I had been anticipating my audition today since around October/November.
It wasn't for anything major or life-altering: it's not to get me into a school and the performance itself (if I get in) won't be seen by very many people. But for me it was a HUGE deal, not only because I love to sing, but also because I had kept myself away from singing in public for about six years. And that long period of time has definitely taken its toll.
I already normally get nervous before singing in front of anyone, but because it's been such a long time since I've had exposure to the festival/recital/audition process, today was a thousand times worse. My nerves used to subside by the time I had to sing. Today, however, my throat started closing up a bit so that when I talked, it sounded like I had a sore throat. And when it was my turn to audition, I was shaking like a leaf. For the duration of the whole song. OMG.

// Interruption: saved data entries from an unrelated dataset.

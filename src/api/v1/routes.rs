/*
 * Responsibility
 * - v1 の URL 構造を定義
 * - 認証なし: /health, /auth/ 以下
 * - それ以外は middleware::auth のチェーンを route_layer で掛ける
 */
use axum::{
    Router,
    routing::{get, post},
};

use crate::middleware;
use crate::state::AppState;

use crate::api::v1::handlers::{
    auth::{login, signup},
    health::health,
    todo_lists::{
        create_todo_list, delete_todo_list, get_todo_list, list_todo_lists, list_todos_in_list,
        update_todo_list,
    },
    todos::{create_todo, delete_todo, get_todo, list_todos, update_todo},
    users::{delete_me, get_me, update_me},
};

fn public() -> Router<AppState> {
    Router::new()
        .route("/health", get(health))
        .route("/auth/signup", post(signup))
        .route("/auth/login", post(login))
}

fn protected() -> Router<AppState> {
    Router::new()
        .route("/users/me", get(get_me).patch(update_me).delete(delete_me))
        .route("/todo-lists", get(list_todo_lists).post(create_todo_list))
        .route(
            "/todo-lists/{list_id}",
            get(get_todo_list)
                .patch(update_todo_list)
                .delete(delete_todo_list),
        )
        .route("/todo-lists/{list_id}/todos", get(list_todos_in_list))
        .route("/todos", get(list_todos).post(create_todo))
        .route(
            "/todos/{todo_id}",
            get(get_todo).patch(update_todo).delete(delete_todo),
        )
}

pub fn routes(state: AppState) -> Router<AppState> {
    public().merge(middleware::auth::apply(protected(), state))
}
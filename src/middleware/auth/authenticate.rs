//! Stage 2: 検証済み claims の中身を確認する
//!
//! 署名が正しくても、user_id が正でない / name や email が空の token は通さない。

use axum::{body::Body, http::Request, middleware::Next, response::Response};

use crate::error::AppError;
use crate::services::auth::ClaimSet;

use super::verify::VerifiedClaims;

/// Claims that passed the shape checks and identify a caller.
#[derive(Debug, Clone)]
pub struct AuthenticatedClaims(pub ClaimSet);

pub(crate) fn check_shape(claims: &ClaimSet) -> Result<(), &'static str> {
    if claims.user_id <= 0 {
        return Err("non-positive user_id");
    }
    if claims.name.trim().is_empty() {
        return Err("empty name");
    }
    if claims.email.trim().is_empty() {
        return Err("empty email");
    }
    Ok(())
}

pub async fn authenticate(mut req: Request<Body>, next: Next) -> Result<Response, AppError> {
    let Some(VerifiedClaims(claims)) = req.extensions_mut().remove::<VerifiedClaims>() else {
        tracing::error!(uri = %req.uri(), "authenticate ran before token verification");
        return Err(AppError::invalid_token());
    };

    if let Err(reason) = check_shape(&claims) {
        tracing::warn!(reason, user_id = claims.user_id, "token claims rejected");
        return Err(AppError::invalid_token());
    }

    req.extensions_mut().insert(AuthenticatedClaims(claims));

    Ok(next.run(req).await)
}

#[cfg(test)]
mod tests {
    use super::*;

    fn claims() -> ClaimSet {
        ClaimSet {
            user_id: 9,
            name: "erin".to_string(),
            email: "erin@example.com".to_string(),
            expires_at: 4_102_444_800,
        }
    }

    #[test]
    fn well_formed_claims_pass() {
        assert_eq!(check_shape(&claims()), Ok(()));
    }

    #[test]
    fn malformed_claims_are_rejected() {
        let zero = ClaimSet {
            user_id: 0,
            ..claims()
        };
        let negative = ClaimSet {
            user_id: -3,
            ..claims()
        };
        let blank_name = ClaimSet {
            name: "  ".to_string(),
            ..claims()
        };
        let no_email = ClaimSet {
            email: String::new(),
            ..claims()
        };

        assert_eq!(check_shape(&zero), Err("non-positive user_id"));
        assert_eq!(check_shape(&negative), Err("non-positive user_id"));
        assert_eq!(check_shape(&blank_name), Err("empty name"));
        assert_eq!(check_shape(&no_email), Err("empty email"));
    }
}
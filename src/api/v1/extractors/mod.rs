pub mod auth_ctx;
pub mod json;
pub mod resource_id;

pub use auth_ctx::{CurrentUser, RequestContext};
pub use json::ApiJson;
pub use resource_id::{TodoId, TodoListId};
/*
 * Responsibility
 * - ドメインロジック (認証・所有者チェック・CRUD) の公開インターフェース
 * - handler は HTTP を、repo は SQL を知り、service はどちらも知らない
 */
pub mod auth;
pub mod error;
pub mod ownership;
pub mod todo_lists;
pub mod todos;
pub mod users;
pub mod validation;

pub use error::{DomainError, Resource, ServiceError, ServiceResult};
pub use todo_lists::TodoListService;
pub use todos::TodoService;
pub use users::UserService;
/*
 * Responsibility
 * - v1 の request/response DTO
 * - 形式チェックは service 側 (validation) に任せ、ここは shape の変換だけ
 * - response は row から作る (password_hash などは載せない)
 */
pub mod auth;
pub mod todo_lists;
pub mod todos;
pub mod users;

Maybe to the adjudicators/other participants, it sounded okay; but to me, it could have been better (as I always think of myself). I had a small crack in one of my first high notes and other than that there were no noticeable errors.
My main thoughts after the audition were these:
1) The last time I auditioned for something was to get into the UBC School of Music Opera Program in April 2004. Looking back now, I know I wasn't ready, but rejection is always a hard thing to get over. I often wonder how different my life would be now if I had continued trying. I gave up my voice lessons after high school because music festivals (competitions) take place in April, and that's exam season in university...so it would be a waste of money to train and then not be able to perform. (That's the reason I told myself anyway.)
2) At my age, you'd think that by now I would be able to have stage presence, but it still remains my Achilles heel. I tell people all the time that I can't lie or act, and it's true. I don't think I have ever really physically emoted in any performance. You can hear emotions but you can't see them. It's something I would like with my whole heart to be able to do, and it is one of the reasons I detest my shyness--it has held me back from so many opportunities and I can't simply switch it off.
Wouldn't it be great if a machine existed that could scan your passions, thoughts, personality, ability, and talents and provide you with a set career goal which you could strive for? Sometimes I think it was so much easier in our parents' generation because they didn't have as many choices or opportunities for what they wanted to do. But then I have to remind myself that choice is a good thing. If only I could make mine...
Aww Giosy I'm sorry that you were so nervous during your performance. But cheer up, like you said, it's possible the other people may not have noticed, and you didn't make any noticeable mistakes other than that first high note. I bet you will still make it in ;)
ReplyDeleteI don't think stage presence comes from age, I think it comes from practice. And you haven't had any public performances since high school, so you can't expect yourself to have it now. You have to keep working on it!
Did you know that they have pills to help people who have stage fright? Hehe I have some extra at home if you need them next time. But I know you will reject my offer because you hate taking pills!
Aww Giosy, I'm sure you audition went better than you thought. We are our own worst critic, and I know you can be quite hard on yourself. You are amazingly talented and you have a very beautiful voice (accept it ;]). I'm sure the adjudicators recognized your talent.
ReplyDeleteBelle is right about stage presence coming from practice. Some people are naturally at ease with a large audience, but most people freak out at the prospect of being in front of so many people. However, I'm sure you'll get the hang of it soon enough.
Goodness, Belle, there are pills to help you overcome stage fright? Why on earth do you have some in your possession???